感情激越的時候,我一般不寫文章,我怕,許多微妙的東西難以完全表達。
北方的夏季,正是荊花盛開的時節,山上河邊,隨處可以看到它。淺淺的紫色,淡淡的素香,不時招來成群的蜂蝶。有它們做伴,偶爾一個人走在路上,不覺間也少了幾分靜寂。
不知是受自然條件的限制,還是別的什么原因,北方的荊木都比較低矮纖細。故而,人們多稱它荊條。說實話,這名字挺好,簡單實在,名副其實,又有地方特色,就像一些地方的大人叫自己的孩子“×娃”、“×妞”一樣親切自然。荊條雖然普通,用處倒也廣泛,走進農家,你總會發現荊籃、荊筐之類的家什。兒時,我是在山上外祖父家長大的,對于荊條當然不陌生,更不用說家里常見的荊籃之類的東西了。荊條編制的家什雖說樸拙,但也極為耐用。小時候外祖父編的一個籃子,我們家里現在仍在用著,只是有點破舊罷了。
十幾年來,我一直在外邊讀書,已經有三四年沒回過山里了。和表兄們聊天時,我還時常問起小時候爬過的桑樹是否還在。今年夏天,天公常不作美,剛好給了我在家長住的機會,是該上山看看的時候了。回山上時,我提前給外祖父打了個電話。

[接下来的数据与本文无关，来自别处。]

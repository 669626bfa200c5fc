//! e2e_kvstore - end-to-end encryption session store.
//!
//! Persists pairwise sessions, group sessions, room encryption settings and
//! account identity material on a synchronous key-value substrate, emulating
//! typed lookups with key-prefix conventions.

mod host_storage;
#[cfg(not(target_arch = "wasm32"))]
mod sqlite_storage;
mod storage;
mod utils;

pub mod api;
pub mod namespace;

pub use api::config::StoreConfig;
pub use api::store::{CryptoSessionStore, SESSION_BATCH_SIZE, StoreError, StoreResult};
pub use host_storage::HostStorage;
#[cfg(not(target_arch = "wasm32"))]
pub use sqlite_storage::SqliteStorage;
pub use storage::{KeyValueStorage, MemoryStorage, StorageError};
pub use utils::current_time;
//! Configuration for opening a persistent crypto store.

use zeroize::{Zeroize, ZeroizeOnDrop};

/// Where and how to open the database behind a persistent store.
///
/// The encryption key is wiped from memory when the config is dropped.
#[derive(Zeroize, ZeroizeOnDrop)]
pub struct StoreConfig {
    /// File path of the SQLCipher database, or `":memory:"` for an ephemeral
    /// one (useful for tests).
    #[zeroize(skip)]
    pub db_path: String,
    /// 32-byte AES-256 key protecting data at rest. Generating and keeping
    /// this key (e.g. in platform secure storage) is the caller's job.
    pub encryption_key: Vec<u8>,
}

impl StoreConfig {
    pub fn new(db_path: impl Into<String>, encryption_key: Vec<u8>) -> Self {
        Self {
            db_path: db_path.into(),
            encryption_key,
        }
    }

    /// Ephemeral in-memory database with the given key.
    pub fn in_memory(encryption_key: Vec<u8>) -> Self {
        Self::new(":memory:", encryption_key)
    }
}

我是在一個有點陰沉的下午上山的,一個人,雖說有點悶熱,不過總算是晴天,還不錯。山上應該有段時間沒走過人了,路上的草木有一人多深。一個人行走得雖說有些艱難,不過倒也有幾分野趣,好多年沒有和知了、蟋蟀如此親近過了。走走停停,到半山腰時天已經放晴了。隱隱約約,我好像聽到前邊有些響動,于是就加快了腳步。果然,前邊有一個人在割路邊的草木,戴著草帽,揮著鐮刀,還不時地用脖子里搭著的毛巾擦汗。我走了過去,和他打了聲招呼。他割得是那么專注,并沒有抬頭,以至過了約摸半分鐘,他才意識到自己的前邊有一個人。
他抬起頭時,我怔住了,原來是外祖父。幾年沒見,外祖父的聽力又下降了。回去的路上,外祖父說怕我迷路,于是就割割路上的草木,也算接我一下。我鼻子有點酸酸的,搶過了外祖父手中的鐮刀。山風拂過路旁的荊花,它們仿似久違的朋友,不時地朝我點頭。以前聽外祖父說過,從家里到山上,剛好十里。